En español | Yes, which is one reason the decision on when to file for your benefits is so important.
If you claim Social Security at your full retirement age, or FRA (currently 66, gradually rising to 67 for people born in 1960 or later), you receive 100 percent of the benefit calculated from your earnings history. If you wait past FRA, you earn delayed retirement credits that will increase your eventual payment. That delay will also raise your spouse’s prospective survivor benefit, which is based on what you were drawing from Social Security.
On the other hand, if you file for Social Security before reaching full retirement age, your benefit will be reduced. It could be as little as 75 percent of your full benefit if your FRA is 66 and you file at 62. In turn, if you file early, your surviving spouse might also receive a lower benefit. However, a Social Security rule limits how much the benefit can be lowered.

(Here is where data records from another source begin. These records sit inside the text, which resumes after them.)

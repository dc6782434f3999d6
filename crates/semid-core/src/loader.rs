//! Prefetching batch loader
//!
//! A single worker thread copies rows out of the memory-mapped store into
//! flattened batches ahead of the training loop, over a bounded channel.
//! One worker plus a FIFO channel means the orchestrator observes batches in
//! exactly the submitted order; the only effect of prefetch is overlap
//! between batch assembly and the optimizer step.

use std::sync::Arc;
use std::thread::JoinHandle;

use crossbeam_channel::{bounded, Receiver};

use crate::store::EmbeddingStore;

/// One training batch: row indices plus their flattened embeddings
pub struct Batch {
    /// Position of this batch within the epoch
    pub index: usize,
    /// Item indices, in batch row order
    pub items: Vec<usize>,
    /// Row-major `items.len() × dim` embedding data
    pub data: Vec<f32>,
}

/// Iterator over one epoch's prefetched batches
pub struct BatchStream {
    rx: Option<Receiver<Batch>>,
    worker: Option<JoinHandle<()>>,
}

/// Stream `order` through the store in `batch_size` chunks with up to
/// `prefetch` batches assembled ahead of the consumer.
pub fn stream_batches(
    store: Arc<EmbeddingStore>,
    order: Vec<usize>,
    batch_size: usize,
    prefetch: usize,
) -> BatchStream {
    assert!(batch_size > 0, "Batch size must be non-zero");
    let (tx, rx) = bounded(prefetch.max(1));

    let worker = std::thread::spawn(move || {
        for (index, chunk) in order.chunks(batch_size).enumerate() {
            let batch = Batch {
                index,
                items: chunk.to_vec(),
                data: store.gather(chunk),
            };
            // A closed receiver means the consumer stopped early; just exit.
            if tx.send(batch).is_err() {
                break;
            }
        }
    });

    BatchStream {
        rx: Some(rx),
        worker: Some(worker),
    }
}

impl Iterator for BatchStream {
    type Item = Batch;

    fn next(&mut self) -> Option<Batch> {
        self.rx.as_ref()?.recv().ok()
    }
}

impl Drop for BatchStream {
    fn drop(&mut self) {
        // Close the channel first so a blocked worker unblocks, then join.
        drop(self.rx.take());
        if let Some(worker) = self.worker.take() {
            let _ = worker.join();
        }
    }
}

Under this provision, known as the “widow(er)’s limit,” the surviving spouse of a Social Security recipient who retired early is entitled to either the late spouse’s (reduced) monthly benefit at the time of death or 82.5 percent of the deceased’s full benefit, whichever is higher. This means your widow or widower cannot get less than 82.5 percent of your full benefit, even if you received less than that in life.
Keep in mind
- All of the above is predicated on the surviving spouse being at or past full retirement age when he or she applies for survivor benefits. In almost all cases, filing before FRA will reduce the widow’s or widower’s benefit.
- Children and parents you were supporting can also receive survivor benefits on your record, although not the entire amount you were receiving.